Exercise directions: Lines in the records below that contain the word "elapsed" must each be copied.

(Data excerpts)
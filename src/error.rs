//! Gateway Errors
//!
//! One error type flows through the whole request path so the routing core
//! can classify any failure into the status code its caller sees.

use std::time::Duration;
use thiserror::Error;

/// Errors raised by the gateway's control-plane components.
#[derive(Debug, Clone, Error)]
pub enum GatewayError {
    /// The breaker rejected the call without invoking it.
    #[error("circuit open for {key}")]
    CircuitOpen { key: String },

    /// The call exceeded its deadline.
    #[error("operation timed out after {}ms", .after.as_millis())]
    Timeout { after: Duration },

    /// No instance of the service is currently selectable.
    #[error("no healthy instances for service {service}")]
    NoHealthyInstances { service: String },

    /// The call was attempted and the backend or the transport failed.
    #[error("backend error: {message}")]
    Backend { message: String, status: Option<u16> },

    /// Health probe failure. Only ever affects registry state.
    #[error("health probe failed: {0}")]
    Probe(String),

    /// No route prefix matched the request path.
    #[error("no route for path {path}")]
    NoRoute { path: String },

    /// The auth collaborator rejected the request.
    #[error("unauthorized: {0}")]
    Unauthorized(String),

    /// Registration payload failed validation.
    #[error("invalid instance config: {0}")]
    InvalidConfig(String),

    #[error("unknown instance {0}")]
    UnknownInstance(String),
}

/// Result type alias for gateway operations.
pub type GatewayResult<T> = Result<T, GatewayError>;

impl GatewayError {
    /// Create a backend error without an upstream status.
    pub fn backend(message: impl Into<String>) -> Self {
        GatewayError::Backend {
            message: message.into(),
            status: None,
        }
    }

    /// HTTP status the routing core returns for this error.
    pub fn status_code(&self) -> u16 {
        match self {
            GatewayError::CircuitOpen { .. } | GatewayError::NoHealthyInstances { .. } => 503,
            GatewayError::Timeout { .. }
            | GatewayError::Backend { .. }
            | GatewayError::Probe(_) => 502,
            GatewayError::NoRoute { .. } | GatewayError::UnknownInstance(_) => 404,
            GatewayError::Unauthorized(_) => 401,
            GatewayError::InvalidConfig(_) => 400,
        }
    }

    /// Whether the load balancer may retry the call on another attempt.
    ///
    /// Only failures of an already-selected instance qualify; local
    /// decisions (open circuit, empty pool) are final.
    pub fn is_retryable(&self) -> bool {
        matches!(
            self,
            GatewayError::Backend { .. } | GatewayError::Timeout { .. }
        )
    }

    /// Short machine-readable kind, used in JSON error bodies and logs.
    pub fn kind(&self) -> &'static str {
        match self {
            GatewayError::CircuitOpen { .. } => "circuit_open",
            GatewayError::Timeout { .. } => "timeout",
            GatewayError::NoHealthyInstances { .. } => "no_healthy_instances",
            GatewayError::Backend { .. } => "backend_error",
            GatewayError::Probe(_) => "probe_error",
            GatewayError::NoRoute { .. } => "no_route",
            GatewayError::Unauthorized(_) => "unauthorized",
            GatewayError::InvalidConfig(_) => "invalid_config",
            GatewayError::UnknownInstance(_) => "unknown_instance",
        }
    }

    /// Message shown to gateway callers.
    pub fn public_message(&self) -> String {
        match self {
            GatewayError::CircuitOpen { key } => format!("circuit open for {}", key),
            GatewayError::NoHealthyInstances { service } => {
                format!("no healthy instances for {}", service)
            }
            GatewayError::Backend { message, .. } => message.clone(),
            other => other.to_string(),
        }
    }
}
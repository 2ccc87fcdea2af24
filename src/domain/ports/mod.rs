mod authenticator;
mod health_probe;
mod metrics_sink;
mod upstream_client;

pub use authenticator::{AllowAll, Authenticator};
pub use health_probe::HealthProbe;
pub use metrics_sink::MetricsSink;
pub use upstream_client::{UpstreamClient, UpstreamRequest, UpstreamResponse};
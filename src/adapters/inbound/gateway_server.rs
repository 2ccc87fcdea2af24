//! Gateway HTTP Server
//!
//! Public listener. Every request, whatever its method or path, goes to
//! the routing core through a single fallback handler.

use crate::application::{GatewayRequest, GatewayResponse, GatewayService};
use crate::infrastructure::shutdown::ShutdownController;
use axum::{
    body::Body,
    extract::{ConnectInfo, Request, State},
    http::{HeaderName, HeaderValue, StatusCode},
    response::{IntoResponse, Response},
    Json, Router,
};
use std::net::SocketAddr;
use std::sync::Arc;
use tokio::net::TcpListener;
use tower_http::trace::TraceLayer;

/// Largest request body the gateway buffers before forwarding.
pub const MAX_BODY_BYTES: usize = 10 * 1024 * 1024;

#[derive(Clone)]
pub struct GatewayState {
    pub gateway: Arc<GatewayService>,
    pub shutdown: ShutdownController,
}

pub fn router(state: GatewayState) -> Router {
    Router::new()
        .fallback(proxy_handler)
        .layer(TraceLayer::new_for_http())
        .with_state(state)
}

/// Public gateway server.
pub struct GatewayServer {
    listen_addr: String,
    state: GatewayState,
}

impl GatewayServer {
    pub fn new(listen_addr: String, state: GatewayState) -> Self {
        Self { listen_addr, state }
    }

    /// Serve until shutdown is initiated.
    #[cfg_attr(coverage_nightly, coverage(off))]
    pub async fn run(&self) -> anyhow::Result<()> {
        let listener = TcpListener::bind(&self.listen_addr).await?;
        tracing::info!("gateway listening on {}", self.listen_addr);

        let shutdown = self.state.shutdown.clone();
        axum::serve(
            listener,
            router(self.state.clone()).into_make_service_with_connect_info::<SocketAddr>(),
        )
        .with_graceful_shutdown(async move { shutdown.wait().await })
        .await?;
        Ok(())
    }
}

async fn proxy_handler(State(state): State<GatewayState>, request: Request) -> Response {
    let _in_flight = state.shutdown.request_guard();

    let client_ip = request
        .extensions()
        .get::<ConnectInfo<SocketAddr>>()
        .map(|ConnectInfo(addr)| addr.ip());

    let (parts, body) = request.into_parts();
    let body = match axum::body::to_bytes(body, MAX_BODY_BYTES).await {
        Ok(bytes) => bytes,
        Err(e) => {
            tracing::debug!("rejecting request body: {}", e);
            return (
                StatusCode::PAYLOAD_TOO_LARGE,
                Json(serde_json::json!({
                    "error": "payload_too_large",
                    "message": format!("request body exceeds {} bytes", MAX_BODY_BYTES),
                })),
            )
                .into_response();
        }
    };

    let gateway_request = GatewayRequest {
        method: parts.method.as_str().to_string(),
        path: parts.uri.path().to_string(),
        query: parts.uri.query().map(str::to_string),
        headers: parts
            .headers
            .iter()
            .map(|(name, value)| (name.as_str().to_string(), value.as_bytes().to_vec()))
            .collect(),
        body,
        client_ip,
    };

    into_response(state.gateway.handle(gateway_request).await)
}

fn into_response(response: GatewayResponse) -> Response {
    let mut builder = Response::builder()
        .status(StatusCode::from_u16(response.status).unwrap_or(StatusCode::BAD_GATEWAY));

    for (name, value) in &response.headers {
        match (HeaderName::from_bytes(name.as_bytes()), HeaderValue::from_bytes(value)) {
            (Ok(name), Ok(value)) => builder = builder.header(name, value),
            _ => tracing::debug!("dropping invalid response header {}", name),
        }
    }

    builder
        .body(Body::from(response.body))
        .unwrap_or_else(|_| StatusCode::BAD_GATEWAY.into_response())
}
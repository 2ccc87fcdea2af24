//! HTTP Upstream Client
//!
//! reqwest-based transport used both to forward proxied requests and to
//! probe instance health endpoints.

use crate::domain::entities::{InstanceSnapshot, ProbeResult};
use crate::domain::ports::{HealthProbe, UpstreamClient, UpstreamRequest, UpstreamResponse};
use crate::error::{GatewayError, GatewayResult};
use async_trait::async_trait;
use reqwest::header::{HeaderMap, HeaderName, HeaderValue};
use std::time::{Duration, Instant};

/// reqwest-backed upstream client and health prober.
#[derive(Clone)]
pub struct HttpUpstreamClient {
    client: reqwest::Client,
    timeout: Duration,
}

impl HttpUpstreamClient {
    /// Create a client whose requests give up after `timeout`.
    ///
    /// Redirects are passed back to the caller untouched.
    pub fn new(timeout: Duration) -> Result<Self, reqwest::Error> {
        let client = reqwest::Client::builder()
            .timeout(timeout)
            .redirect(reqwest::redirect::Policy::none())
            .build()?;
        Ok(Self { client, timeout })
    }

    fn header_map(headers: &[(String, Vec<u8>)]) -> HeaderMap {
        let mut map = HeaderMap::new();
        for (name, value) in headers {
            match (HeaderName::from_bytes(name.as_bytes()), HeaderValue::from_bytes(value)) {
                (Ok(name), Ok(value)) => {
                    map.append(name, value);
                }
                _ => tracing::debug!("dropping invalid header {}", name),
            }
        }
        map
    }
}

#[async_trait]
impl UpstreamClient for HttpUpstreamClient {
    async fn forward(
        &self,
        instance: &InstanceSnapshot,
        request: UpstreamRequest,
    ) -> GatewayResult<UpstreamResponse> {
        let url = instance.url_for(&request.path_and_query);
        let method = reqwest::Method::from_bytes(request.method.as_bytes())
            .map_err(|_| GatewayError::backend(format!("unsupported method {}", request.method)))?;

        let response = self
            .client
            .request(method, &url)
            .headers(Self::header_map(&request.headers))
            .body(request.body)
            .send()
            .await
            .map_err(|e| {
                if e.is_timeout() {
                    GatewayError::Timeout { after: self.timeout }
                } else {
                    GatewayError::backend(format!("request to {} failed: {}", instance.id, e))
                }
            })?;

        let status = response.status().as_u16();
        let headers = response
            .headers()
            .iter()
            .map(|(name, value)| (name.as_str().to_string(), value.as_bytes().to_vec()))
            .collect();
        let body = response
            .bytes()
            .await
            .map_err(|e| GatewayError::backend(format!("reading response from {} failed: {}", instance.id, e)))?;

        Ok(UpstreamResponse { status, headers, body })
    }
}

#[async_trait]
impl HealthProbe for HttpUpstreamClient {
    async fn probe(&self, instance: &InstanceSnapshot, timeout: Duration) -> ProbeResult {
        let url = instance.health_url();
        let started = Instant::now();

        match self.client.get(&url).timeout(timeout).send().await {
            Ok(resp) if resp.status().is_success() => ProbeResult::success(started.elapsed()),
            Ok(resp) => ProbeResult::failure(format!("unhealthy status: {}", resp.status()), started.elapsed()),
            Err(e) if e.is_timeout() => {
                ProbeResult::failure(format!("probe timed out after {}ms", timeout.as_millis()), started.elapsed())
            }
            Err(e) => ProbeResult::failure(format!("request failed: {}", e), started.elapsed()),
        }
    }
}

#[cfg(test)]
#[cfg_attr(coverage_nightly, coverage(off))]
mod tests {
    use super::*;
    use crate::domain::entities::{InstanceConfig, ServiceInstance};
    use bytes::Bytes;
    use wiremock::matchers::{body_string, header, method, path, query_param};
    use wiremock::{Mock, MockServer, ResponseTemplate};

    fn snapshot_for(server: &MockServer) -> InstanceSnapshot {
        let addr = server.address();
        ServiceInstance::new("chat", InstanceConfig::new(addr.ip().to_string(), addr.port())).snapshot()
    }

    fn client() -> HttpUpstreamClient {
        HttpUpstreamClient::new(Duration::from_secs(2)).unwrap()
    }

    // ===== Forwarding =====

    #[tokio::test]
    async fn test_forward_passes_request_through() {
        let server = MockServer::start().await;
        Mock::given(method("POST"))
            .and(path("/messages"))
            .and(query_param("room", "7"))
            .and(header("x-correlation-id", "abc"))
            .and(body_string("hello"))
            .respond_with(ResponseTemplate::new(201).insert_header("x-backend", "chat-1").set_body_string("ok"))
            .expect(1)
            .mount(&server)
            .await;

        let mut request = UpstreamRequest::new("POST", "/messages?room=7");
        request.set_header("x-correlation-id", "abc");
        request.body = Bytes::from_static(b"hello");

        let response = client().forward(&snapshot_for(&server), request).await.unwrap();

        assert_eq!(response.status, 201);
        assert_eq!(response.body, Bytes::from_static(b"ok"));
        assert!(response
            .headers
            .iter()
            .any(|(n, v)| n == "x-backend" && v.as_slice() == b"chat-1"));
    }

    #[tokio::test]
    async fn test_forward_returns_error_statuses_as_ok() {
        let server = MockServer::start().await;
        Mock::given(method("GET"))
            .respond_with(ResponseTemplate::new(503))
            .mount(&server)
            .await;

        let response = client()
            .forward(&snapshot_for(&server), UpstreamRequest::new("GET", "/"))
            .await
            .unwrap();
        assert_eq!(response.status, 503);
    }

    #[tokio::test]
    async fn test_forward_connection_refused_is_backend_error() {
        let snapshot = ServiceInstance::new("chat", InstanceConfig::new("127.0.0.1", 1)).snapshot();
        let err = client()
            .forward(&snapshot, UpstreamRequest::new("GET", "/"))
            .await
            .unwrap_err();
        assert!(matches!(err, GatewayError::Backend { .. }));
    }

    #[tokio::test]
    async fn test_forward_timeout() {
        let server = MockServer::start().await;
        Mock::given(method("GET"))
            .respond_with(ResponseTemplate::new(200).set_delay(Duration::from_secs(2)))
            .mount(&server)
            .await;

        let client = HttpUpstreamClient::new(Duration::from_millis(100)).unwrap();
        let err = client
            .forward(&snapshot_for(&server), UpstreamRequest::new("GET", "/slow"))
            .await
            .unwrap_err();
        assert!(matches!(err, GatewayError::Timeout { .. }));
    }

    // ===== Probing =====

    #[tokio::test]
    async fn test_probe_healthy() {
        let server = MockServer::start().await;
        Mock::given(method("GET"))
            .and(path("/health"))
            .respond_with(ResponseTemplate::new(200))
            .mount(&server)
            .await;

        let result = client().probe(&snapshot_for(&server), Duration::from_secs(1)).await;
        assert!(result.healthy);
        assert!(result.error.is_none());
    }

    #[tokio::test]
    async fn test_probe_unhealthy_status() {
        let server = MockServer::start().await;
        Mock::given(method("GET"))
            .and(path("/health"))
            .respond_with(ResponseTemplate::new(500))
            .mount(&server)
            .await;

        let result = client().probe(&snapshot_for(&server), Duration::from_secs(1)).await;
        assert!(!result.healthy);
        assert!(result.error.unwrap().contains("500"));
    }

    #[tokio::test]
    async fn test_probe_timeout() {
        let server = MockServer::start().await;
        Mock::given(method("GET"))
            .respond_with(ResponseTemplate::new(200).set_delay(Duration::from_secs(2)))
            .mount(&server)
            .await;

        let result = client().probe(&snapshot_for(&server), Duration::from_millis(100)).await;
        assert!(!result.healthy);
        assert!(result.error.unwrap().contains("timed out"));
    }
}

Result of this exercise:
            Ok(resp) if resp.status().is_success() => ProbeResult::success(started.elapsed()),
            Ok(resp) => ProbeResult::failure(format!("unhealthy status: {}", resp.status()), started.elapsed()),
                ProbeResult::failure(format!("probe timed out after {}ms", timeout.as_millis()), started.elapsed())
            Err(e) => ProbeResult::failure(format!("request failed: {}", e), started.elapsed()),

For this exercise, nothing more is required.